[Exercise objective]
Scan the material below and copy every line holding the word "filename".
*** Opening of Records for this task ***
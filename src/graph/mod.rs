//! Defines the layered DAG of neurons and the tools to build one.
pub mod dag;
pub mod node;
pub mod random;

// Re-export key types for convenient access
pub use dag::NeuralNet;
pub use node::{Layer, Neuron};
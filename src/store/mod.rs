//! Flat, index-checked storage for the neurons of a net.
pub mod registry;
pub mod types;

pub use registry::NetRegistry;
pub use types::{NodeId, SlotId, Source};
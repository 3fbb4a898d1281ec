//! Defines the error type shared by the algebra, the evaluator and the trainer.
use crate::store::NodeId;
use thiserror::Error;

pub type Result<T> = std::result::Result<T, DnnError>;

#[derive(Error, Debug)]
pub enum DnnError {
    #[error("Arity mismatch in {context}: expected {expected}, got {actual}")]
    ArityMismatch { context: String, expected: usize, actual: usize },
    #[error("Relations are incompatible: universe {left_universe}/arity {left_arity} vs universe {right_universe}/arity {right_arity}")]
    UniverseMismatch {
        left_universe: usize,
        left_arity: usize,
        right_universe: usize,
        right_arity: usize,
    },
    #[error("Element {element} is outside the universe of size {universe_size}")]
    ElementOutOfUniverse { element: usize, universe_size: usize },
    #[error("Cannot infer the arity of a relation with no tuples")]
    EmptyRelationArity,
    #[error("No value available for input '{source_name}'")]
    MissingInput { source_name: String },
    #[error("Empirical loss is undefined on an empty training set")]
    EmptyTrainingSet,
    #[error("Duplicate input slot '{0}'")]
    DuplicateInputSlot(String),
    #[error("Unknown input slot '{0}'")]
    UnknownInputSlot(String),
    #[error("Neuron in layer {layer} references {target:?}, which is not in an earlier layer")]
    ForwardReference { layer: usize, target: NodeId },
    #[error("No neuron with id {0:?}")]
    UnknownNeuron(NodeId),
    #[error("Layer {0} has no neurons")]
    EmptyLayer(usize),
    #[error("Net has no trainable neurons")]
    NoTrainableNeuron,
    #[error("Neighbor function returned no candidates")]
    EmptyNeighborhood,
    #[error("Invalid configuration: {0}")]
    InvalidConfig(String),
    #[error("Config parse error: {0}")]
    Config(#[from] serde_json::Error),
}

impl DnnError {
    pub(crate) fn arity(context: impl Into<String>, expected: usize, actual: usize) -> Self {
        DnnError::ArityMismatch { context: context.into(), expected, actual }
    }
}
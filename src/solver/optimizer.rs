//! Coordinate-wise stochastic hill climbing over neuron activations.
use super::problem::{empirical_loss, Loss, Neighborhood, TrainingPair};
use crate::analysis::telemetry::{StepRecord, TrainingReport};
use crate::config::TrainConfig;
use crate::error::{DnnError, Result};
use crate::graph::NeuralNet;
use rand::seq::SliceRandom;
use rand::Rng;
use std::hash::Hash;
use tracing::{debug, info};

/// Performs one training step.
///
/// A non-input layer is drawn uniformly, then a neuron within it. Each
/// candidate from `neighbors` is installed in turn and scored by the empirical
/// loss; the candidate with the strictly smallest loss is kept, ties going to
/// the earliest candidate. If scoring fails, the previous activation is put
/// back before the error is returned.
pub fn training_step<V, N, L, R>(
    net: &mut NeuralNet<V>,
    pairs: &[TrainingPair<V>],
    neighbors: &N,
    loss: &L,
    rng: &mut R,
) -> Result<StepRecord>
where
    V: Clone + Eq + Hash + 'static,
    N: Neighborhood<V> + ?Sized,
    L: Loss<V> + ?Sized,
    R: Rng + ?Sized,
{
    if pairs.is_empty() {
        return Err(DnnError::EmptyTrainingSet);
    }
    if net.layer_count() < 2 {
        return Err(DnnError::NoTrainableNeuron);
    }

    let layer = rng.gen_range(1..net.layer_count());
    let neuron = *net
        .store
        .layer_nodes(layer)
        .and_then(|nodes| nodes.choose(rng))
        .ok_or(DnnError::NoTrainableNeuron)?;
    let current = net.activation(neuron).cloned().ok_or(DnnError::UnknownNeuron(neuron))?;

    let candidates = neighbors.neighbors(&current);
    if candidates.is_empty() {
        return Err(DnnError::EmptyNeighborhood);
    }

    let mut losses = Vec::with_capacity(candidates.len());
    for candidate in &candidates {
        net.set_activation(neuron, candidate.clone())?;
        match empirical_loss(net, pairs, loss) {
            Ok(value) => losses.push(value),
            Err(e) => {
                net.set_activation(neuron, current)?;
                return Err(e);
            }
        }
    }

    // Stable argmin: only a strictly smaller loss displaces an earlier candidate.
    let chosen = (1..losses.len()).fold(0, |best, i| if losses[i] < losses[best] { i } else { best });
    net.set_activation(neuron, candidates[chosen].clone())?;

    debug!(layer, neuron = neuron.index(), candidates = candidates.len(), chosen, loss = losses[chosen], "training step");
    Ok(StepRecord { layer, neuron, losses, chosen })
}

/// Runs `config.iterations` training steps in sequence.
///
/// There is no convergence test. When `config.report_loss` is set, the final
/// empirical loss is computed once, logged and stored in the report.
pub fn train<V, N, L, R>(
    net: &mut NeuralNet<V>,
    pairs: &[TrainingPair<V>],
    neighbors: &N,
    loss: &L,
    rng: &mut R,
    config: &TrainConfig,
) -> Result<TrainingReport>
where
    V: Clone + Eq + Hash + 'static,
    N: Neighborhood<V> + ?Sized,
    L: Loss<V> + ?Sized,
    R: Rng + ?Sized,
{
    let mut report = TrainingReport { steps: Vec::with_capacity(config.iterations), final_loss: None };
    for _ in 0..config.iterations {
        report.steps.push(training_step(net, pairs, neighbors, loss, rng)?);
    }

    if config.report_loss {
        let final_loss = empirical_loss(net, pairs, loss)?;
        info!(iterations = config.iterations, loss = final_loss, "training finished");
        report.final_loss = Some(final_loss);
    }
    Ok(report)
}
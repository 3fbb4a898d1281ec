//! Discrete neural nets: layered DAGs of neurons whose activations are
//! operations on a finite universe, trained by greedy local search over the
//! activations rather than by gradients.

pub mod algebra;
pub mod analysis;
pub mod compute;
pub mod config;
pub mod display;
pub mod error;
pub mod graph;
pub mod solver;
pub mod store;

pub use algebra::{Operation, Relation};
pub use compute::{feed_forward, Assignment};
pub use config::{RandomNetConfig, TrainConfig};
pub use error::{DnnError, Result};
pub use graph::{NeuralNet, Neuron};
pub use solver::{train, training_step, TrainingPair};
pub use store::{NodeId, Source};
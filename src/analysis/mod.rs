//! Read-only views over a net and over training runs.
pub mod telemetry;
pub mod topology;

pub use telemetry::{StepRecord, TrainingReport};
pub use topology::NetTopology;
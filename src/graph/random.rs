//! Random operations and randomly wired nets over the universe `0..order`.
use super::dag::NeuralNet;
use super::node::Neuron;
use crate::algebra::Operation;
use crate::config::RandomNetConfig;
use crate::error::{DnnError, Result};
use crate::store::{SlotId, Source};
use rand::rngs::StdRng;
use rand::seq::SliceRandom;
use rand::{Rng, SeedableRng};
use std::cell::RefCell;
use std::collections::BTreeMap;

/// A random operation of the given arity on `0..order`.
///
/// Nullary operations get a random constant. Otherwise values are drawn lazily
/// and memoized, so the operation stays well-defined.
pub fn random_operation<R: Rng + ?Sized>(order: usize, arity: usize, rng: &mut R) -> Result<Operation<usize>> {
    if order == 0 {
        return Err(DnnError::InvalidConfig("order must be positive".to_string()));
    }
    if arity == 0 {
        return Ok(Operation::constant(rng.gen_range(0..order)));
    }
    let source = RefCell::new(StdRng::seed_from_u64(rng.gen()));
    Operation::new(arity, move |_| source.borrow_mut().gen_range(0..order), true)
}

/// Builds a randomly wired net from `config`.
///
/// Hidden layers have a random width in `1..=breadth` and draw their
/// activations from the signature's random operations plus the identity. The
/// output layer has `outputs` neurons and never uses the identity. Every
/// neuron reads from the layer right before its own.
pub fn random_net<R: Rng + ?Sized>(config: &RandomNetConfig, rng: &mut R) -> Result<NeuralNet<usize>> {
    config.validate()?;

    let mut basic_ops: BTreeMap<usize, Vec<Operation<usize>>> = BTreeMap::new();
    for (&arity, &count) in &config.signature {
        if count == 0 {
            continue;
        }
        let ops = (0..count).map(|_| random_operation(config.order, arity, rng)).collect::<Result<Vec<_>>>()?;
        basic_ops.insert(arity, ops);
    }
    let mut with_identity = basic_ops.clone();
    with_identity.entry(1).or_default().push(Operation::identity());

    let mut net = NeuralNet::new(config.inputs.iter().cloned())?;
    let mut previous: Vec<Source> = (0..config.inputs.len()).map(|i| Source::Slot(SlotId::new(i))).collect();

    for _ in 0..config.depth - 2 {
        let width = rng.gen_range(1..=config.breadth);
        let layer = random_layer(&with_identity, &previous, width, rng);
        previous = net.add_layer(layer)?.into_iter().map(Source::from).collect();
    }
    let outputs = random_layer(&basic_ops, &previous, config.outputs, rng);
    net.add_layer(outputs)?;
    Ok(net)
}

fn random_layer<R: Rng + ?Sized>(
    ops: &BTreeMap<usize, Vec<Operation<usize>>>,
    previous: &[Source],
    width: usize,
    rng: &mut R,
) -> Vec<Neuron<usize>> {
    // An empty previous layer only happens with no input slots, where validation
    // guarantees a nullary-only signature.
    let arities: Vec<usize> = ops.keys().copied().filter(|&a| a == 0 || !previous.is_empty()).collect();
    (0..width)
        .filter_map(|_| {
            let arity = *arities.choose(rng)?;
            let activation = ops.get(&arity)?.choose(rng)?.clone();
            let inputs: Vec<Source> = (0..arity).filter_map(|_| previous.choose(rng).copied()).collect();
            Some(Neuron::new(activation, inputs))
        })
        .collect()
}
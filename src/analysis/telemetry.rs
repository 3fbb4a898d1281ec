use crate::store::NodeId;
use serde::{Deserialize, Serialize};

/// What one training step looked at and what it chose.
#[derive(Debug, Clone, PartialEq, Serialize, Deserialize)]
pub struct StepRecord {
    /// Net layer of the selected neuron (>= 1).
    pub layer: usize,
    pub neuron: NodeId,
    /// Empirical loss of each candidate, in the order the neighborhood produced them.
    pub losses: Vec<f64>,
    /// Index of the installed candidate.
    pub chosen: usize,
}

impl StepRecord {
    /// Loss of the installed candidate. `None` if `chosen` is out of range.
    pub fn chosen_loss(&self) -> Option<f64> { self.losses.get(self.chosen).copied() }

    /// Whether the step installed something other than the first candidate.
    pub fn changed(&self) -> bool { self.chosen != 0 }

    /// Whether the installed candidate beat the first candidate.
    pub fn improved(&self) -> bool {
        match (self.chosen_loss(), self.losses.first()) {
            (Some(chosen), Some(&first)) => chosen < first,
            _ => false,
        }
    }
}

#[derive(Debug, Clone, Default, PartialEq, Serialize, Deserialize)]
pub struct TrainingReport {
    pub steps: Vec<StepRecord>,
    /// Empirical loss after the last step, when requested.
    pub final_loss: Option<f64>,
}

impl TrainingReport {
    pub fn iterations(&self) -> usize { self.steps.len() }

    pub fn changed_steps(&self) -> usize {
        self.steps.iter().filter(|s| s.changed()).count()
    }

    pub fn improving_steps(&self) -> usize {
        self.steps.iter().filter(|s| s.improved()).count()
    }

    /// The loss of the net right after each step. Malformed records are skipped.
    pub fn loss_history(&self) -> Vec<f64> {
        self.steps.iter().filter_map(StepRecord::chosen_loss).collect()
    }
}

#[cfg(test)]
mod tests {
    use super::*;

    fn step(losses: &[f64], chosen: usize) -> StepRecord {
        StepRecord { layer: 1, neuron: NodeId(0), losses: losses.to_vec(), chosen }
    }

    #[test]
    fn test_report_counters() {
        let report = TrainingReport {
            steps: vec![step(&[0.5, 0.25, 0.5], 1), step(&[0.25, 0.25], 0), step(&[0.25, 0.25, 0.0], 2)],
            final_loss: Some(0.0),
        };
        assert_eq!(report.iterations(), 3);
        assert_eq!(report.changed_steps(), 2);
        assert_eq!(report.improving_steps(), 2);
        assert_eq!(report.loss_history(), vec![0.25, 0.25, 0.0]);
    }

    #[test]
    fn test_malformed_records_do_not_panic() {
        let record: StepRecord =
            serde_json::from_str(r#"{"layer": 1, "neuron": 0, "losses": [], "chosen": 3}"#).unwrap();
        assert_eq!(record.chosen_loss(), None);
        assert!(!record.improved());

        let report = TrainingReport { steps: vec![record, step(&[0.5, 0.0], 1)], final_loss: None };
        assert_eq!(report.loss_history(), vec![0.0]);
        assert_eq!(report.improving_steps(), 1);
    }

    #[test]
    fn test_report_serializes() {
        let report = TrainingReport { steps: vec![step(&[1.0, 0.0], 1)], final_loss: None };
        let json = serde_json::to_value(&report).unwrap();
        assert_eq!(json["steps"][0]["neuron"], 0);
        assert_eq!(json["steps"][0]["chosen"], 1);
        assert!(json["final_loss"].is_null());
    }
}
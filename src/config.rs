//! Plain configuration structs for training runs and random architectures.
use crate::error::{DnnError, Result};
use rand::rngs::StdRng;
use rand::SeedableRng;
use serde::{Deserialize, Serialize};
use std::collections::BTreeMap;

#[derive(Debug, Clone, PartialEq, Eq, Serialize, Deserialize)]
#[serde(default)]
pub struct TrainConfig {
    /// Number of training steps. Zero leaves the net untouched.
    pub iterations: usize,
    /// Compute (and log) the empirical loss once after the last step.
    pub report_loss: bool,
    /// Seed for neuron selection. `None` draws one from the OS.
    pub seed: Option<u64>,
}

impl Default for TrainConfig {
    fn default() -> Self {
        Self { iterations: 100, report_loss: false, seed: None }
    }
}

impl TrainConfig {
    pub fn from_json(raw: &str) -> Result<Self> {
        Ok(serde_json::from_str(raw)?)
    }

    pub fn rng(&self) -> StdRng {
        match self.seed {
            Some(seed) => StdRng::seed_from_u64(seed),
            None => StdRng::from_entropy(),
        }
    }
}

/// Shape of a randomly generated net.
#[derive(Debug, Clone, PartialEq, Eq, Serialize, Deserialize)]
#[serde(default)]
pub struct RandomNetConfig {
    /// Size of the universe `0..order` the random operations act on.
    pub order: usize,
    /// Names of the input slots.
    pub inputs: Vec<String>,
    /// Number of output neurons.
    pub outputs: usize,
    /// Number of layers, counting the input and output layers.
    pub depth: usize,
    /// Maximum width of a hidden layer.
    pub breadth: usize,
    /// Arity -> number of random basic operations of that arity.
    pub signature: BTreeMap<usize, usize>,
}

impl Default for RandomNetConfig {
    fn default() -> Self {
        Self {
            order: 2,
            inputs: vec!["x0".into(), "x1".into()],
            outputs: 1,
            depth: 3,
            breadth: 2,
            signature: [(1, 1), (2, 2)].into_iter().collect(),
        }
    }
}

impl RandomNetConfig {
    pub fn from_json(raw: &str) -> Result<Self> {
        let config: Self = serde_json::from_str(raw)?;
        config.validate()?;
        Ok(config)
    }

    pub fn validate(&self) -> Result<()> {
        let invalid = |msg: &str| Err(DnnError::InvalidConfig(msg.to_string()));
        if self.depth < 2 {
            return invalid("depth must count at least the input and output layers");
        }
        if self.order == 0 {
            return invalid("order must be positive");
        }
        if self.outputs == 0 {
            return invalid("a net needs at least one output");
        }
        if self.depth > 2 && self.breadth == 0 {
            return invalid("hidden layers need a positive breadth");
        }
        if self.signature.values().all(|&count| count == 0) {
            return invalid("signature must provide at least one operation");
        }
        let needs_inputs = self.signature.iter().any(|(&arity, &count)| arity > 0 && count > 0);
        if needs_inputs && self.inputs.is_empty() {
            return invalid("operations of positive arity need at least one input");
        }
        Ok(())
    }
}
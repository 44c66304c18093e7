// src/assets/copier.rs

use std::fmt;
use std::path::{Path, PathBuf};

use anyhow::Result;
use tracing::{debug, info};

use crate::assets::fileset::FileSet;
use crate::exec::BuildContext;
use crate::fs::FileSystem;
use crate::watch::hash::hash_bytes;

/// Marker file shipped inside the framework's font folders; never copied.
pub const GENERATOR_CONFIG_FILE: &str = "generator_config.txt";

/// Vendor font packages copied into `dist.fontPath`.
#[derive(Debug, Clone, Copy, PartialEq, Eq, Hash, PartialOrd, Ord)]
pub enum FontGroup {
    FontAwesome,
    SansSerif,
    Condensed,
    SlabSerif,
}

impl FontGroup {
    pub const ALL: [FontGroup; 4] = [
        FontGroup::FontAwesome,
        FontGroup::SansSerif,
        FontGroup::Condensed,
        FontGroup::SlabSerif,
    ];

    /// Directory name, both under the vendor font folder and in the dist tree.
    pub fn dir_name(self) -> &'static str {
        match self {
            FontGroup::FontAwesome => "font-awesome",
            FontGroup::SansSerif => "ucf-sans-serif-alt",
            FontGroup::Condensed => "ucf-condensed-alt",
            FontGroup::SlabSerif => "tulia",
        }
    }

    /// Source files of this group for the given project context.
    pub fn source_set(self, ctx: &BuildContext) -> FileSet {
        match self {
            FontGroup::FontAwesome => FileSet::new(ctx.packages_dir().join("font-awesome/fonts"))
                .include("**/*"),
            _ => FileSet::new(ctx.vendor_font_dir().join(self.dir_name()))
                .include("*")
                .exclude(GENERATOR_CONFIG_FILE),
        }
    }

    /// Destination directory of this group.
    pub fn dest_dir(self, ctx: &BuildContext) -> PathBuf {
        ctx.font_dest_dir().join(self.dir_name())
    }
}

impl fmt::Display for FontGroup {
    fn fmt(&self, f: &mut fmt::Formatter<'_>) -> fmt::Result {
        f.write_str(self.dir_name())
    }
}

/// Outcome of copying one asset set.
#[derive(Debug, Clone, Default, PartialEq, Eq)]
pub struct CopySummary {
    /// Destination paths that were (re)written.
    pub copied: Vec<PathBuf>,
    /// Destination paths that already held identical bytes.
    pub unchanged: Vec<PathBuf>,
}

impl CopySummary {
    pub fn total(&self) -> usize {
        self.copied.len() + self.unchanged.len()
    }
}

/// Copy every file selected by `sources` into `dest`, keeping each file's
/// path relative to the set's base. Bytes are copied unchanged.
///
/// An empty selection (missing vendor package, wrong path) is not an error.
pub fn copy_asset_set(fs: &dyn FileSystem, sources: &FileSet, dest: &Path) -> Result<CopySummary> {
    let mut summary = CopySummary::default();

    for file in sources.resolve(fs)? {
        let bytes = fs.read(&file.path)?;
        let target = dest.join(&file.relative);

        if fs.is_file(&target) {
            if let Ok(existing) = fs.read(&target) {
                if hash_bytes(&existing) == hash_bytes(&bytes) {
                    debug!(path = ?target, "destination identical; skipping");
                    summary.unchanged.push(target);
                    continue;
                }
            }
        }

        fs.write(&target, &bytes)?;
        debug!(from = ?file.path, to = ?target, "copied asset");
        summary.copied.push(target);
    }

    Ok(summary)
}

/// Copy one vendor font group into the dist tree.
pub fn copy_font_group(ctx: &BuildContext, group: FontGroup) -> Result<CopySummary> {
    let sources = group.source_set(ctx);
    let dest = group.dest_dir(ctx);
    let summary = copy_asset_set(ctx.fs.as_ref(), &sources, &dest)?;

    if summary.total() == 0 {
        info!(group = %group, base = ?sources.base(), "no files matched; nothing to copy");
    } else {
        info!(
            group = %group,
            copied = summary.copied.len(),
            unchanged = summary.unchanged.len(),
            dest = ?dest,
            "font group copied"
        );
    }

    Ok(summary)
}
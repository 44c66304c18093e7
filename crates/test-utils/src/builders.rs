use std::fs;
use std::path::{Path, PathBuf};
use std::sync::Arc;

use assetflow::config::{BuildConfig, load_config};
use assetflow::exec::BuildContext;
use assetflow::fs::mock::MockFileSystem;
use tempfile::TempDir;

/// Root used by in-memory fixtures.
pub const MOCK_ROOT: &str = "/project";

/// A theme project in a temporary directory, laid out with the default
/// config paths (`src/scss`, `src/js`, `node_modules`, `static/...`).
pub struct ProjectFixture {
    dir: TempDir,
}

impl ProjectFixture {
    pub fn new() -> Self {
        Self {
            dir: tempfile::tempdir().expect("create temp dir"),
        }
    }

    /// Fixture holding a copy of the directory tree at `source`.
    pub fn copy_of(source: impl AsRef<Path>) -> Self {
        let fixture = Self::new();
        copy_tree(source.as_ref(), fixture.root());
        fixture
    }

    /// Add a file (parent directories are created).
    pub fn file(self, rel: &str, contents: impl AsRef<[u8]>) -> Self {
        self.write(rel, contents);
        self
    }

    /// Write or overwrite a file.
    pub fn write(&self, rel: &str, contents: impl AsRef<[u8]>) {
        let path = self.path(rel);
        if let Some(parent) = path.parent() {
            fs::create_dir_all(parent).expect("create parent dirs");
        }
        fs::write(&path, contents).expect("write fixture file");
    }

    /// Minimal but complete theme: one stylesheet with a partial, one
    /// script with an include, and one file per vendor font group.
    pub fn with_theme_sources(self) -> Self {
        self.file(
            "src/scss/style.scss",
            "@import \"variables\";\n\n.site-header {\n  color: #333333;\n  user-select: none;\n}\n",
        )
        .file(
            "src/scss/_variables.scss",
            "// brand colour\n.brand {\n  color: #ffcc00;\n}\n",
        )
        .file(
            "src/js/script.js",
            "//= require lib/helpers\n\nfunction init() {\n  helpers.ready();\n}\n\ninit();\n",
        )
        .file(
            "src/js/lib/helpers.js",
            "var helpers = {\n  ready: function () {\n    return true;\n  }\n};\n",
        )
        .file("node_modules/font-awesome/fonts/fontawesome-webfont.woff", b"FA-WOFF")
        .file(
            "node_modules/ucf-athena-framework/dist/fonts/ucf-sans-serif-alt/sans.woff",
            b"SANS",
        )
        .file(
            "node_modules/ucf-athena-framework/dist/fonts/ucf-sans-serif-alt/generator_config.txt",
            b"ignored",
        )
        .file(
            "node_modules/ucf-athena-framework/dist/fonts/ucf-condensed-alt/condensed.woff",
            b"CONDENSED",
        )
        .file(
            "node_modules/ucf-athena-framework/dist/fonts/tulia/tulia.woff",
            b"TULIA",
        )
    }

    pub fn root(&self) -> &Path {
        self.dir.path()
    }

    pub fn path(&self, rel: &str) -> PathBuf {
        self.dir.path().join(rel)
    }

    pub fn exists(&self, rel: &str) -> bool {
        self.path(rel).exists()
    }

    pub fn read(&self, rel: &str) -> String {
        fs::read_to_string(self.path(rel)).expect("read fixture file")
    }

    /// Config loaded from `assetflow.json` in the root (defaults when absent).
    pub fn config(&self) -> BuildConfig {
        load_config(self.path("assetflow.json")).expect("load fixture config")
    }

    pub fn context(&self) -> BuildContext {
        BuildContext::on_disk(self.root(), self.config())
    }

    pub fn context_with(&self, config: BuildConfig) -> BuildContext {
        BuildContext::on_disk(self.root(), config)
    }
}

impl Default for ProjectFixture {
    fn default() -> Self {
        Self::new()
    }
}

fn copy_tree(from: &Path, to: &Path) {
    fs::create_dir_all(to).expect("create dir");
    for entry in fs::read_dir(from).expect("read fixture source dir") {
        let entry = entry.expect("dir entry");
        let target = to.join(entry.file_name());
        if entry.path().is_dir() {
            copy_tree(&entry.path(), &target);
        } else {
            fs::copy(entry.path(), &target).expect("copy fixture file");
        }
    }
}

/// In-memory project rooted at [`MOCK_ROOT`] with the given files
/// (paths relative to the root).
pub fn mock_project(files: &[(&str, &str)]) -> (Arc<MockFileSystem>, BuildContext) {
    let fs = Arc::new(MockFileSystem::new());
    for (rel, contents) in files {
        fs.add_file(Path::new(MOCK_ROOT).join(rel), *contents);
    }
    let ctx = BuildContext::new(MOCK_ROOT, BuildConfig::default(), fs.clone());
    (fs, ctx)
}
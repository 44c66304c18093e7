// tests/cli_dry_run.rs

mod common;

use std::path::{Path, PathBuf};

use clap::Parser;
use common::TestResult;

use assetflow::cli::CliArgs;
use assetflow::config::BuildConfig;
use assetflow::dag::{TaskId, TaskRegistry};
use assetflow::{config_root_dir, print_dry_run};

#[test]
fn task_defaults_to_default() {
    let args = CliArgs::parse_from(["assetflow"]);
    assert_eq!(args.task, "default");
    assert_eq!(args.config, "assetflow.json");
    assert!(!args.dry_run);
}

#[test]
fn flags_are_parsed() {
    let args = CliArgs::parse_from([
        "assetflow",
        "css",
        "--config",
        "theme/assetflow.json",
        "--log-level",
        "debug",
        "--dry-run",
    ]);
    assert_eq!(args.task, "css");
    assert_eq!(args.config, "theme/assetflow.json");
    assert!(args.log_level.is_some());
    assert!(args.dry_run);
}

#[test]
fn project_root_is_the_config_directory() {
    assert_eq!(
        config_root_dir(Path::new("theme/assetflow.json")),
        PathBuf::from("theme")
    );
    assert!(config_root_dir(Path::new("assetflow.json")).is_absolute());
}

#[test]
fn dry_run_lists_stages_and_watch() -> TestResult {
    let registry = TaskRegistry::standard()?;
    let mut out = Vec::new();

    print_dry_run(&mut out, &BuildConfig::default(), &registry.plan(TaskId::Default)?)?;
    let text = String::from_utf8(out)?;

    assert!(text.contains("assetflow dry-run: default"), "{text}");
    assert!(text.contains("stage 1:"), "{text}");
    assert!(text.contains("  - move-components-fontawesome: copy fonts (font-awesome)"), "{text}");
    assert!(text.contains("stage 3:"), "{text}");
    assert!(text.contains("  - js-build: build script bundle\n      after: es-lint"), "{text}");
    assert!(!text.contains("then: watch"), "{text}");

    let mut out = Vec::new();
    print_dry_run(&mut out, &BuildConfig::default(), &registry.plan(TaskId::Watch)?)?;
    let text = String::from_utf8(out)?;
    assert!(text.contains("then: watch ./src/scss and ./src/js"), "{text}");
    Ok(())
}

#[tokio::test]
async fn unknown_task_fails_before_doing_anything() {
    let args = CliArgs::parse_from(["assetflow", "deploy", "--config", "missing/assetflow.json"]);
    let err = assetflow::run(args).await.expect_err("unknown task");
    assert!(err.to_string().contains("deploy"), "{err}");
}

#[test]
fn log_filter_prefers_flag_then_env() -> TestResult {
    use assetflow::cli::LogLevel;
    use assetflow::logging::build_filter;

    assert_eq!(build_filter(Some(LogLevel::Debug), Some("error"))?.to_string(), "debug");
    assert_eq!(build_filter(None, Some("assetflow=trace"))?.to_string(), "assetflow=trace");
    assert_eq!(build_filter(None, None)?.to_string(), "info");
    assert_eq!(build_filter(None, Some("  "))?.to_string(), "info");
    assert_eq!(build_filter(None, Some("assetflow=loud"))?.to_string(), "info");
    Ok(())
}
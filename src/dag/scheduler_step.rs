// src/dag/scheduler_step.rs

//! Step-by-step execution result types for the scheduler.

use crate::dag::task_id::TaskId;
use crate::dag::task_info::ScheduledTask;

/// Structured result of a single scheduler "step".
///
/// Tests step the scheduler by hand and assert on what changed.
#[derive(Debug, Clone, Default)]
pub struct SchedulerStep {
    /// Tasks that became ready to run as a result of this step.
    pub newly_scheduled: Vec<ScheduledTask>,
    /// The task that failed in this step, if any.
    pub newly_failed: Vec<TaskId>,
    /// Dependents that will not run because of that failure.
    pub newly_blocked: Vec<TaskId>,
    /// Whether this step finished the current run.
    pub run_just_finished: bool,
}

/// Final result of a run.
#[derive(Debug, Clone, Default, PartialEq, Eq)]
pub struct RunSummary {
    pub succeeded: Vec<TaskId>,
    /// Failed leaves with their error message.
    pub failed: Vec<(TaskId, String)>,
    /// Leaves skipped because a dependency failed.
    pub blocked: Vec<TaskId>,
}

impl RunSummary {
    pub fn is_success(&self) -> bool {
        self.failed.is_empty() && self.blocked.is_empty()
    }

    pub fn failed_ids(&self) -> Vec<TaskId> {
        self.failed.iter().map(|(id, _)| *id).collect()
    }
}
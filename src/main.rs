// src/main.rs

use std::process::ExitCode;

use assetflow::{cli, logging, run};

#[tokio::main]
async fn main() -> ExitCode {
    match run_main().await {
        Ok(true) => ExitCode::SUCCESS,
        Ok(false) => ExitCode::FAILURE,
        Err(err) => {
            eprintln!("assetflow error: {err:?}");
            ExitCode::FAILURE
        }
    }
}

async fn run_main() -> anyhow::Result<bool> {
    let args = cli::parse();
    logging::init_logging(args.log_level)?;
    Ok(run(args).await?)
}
*** Close of Records for this task ***
[Result of this task]
filename src/graph/mod.rs
filename src/store/mod.rs
filename src/solver/optimizer.rs
filename src/analysis/mod.rs
filename src/graph/random.rs
filename src/analysis/telemetry.rs
filename src/config.rs
filename crates/test-utils/src/builders.rs
filename src/dag/scheduler_step.rs
filename src/main.rs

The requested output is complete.